Sandoval interjected his comments after commissioners approved a $1 million bid by K Barnett and Sons to build a parking lot at the center, which is expected to open early next year.
Sandoval said he saw approval of the parking lot bid as an opportunity to broach the subject of alcohol sales again.
In September 2007, commissioners voted 3-2 against selling alcohol at the SEC. The decision was made despite warnings from Global Spectrum, the firm that manages the city’s civic center, that without alcohol sales, operating losses would edge toward $500,000 a year for at least four years before the facility would break even.
Sandoval and Commissioner Pete Hulder said at the time they hoped the issue would be revisited.

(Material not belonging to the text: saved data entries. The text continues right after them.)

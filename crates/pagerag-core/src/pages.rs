//! Page readers: turn a source document into `PageText` records.
//!
//! Text extraction itself is delegated. `.txt` files are read directly and
//! split on form feeds (the page separator `pdftotext` emits); `.pdf` files
//! are piped through the external `pdftotext` command.

use anyhow::{Context, Result};
use std::fs;
use std::path::{Path, PathBuf};
use std::process::Command;

use crate::error::Error;
use crate::types::PageText;

const PAGE_SEPARATOR: char = '\x0c';
const SUPPORTED_EXTENSIONS: [&str; 2] = ["pdf", "txt"];

/// Split extracted text into pages, flatten line breaks and drop empty pages.
///
/// Page numbers are physical positions, so skipped blank pages leave gaps.
pub fn split_pages(raw: &str, source: &str) -> Vec<PageText> {
    raw.split(PAGE_SEPARATOR)
        .enumerate()
        .filter_map(|(idx, page)| {
            let cleaned = page.replace("\r\n", " ").replace('\n', " ");
            let cleaned = cleaned.trim();
            if cleaned.is_empty() {
                return None;
            }
            let page_no = u32::try_from(idx + 1).ok()?;
            Some(PageText::new(page_no, cleaned, source))
        })
        .collect()
}

fn file_name(path: &Path) -> String {
    path.file_name().map_or_else(|| path.to_string_lossy().to_string(), |n| n.to_string_lossy().to_string())
}

fn extension(path: &Path) -> Option<String> {
    path.extension().and_then(|s| s.to_str()).map(str::to_ascii_lowercase)
}

pub fn read_text_pages(path: &Path) -> Result<Vec<PageText>> {
    if !path.exists() {
        return Err(Error::NotFound(format!("document not found: {}", path.display())).into());
    }
    let raw = match fs::read_to_string(path) {
        Ok(content) => content,
        Err(_) => String::from_utf8_lossy(&fs::read(path).with_context(|| format!("reading {}", path.display()))?).to_string(),
    };
    Ok(split_pages(&raw, &file_name(path)))
}

/// Runs `pdftotext <file> -` and splits its output on form feeds.
#[derive(Debug, Clone)]
pub struct PdfToTextReader {
    program: PathBuf,
}

impl Default for PdfToTextReader {
    fn default() -> Self { Self { program: PathBuf::from("pdftotext") } }
}

impl PdfToTextReader {
    pub fn with_program(program: impl Into<PathBuf>) -> Self { Self { program: program.into() } }

    pub fn read(&self, path: &Path) -> Result<Vec<PageText>> {
        if !path.exists() {
            return Err(Error::NotFound(format!("PDF file not found: {}", path.display())).into());
        }
        let output = Command::new(&self.program)
            .arg("-enc")
            .arg("UTF-8")
            .arg(path)
            .arg("-")
            .output()
            .with_context(|| format!("Error reading PDF: failed to run {}", self.program.display()))?;
        if !output.status.success() {
            let stderr = String::from_utf8_lossy(&output.stderr);
            return Err(Error::Operation(format!("Error reading PDF {}: {}", path.display(), stderr.trim())).into());
        }
        let raw = String::from_utf8_lossy(&output.stdout);
        let pages = split_pages(&raw, &file_name(path));
        tracing::debug!(path = %path.display(), pages = pages.len(), "extracted pdf text");
        Ok(pages)
    }
}

/// Read a `.pdf` or `.txt` document into pages.
pub fn read_pages(path: &Path) -> Result<Vec<PageText>> {
    match extension(path).as_deref() {
        Some("pdf") => PdfToTextReader::default().read(path),
        Some("txt") => read_text_pages(path),
        _ => Err(Error::Operation(format!("unsupported document type: {}", path.display())).into()),
    }
}

/// All supported documents under `root` (or `root` itself if it is a file), sorted.
pub fn collect_documents(root: &Path) -> Vec<PathBuf> {
    if root.is_file() {
        return vec![root.to_path_buf()];
    }
    let mut files: Vec<PathBuf> = walkdir::WalkDir::new(root)
        .into_iter()
        .filter_map(std::result::Result::ok)
        .filter(|e| e.file_type().is_file())
        .map(|e| e.path().to_path_buf())
        .filter(|p| extension(p).is_some_and(|ext| SUPPORTED_EXTENSIONS.contains(&ext.as_str())))
        .collect();
    files.sort();
    files
}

During his Tuesday rant to commissioners, Sandoval said he does not want to see incoming commissioners burdened with the issue and believes it is the responsibility of the current commission to resolve it.
Though he acknowledged there were members of the public opposed to the possibility of alcohol sales, he stressed that the potential losses must be considered by commissioners.
“It’s a hard choice and we were elected to make hard choices, even if it doesn’t make all our constituents happy,” he said. “I would beg this commission to take a look at this (again).”
There were no responses from commissioners as they moved on to other business at the conclusion of Sandoval’s comments.
Tim Ashley and Hulder will reach their term limits in December and Albin Smith is not seeking re-election.
Construction of the roughly 400-space parking lot and an access road will include excavation of more than 19,000 cubic yards of dirt, installation of drainage and a pavement surface that is estimated to last 20 years, according to engineer Chad Lydick, who talked to commissioners about the bid.
Lydick estimated the project could be completed before December.
More than $800,000 for the project will come from state appropriations money and the remainder can be pulled from the center’s construction budget, County manager Lance Pyle told commissioners.
A status update on the building construction — completion of detail and finish work is expected by Nov. 15 — will be given at the Nov. 4 meeting, Pyle said.
After the parking lot, which will cover about half the SEC’s parking needs, an estimated $3 million remains with another parking area to come and about $2 million anticipated costs for amenities, Pyle said.
This is a supplemental report on Tuesday’s meeting:
• Approximately 17 percent of registered voters in Curry County have already requested their ballots, according to County Clerk Mario Trujillo.
As of Tuesday’s meeting, 1,423 residents had voted early.
• Sheriff Matt Murray told commissioners he has had several meetings with Clovis’ new police Chief Steve Sanders and that Sanders signed a memo of understanding to continue the department’s participation in the 9th Judicial District’s Major Crimes Unit.
• Three county employees have been granted access to Motor Vehicle Department records to verify mobile home ownership for taxation purposes, according to Deputy Treasurer Bernice Baker. Mobile homes, she said, have been traditionally difficult for the treasurer’s office to track because they are easily relocated and MVD had control of registration records.
• Alcohol sales around the state are down, impacting DWI grant money received by counties, however in Curry County distributor sales are up 2.82 percent, helping insure DWI grant money for the area, according to Administrative Services Coordinator Connie Harrison.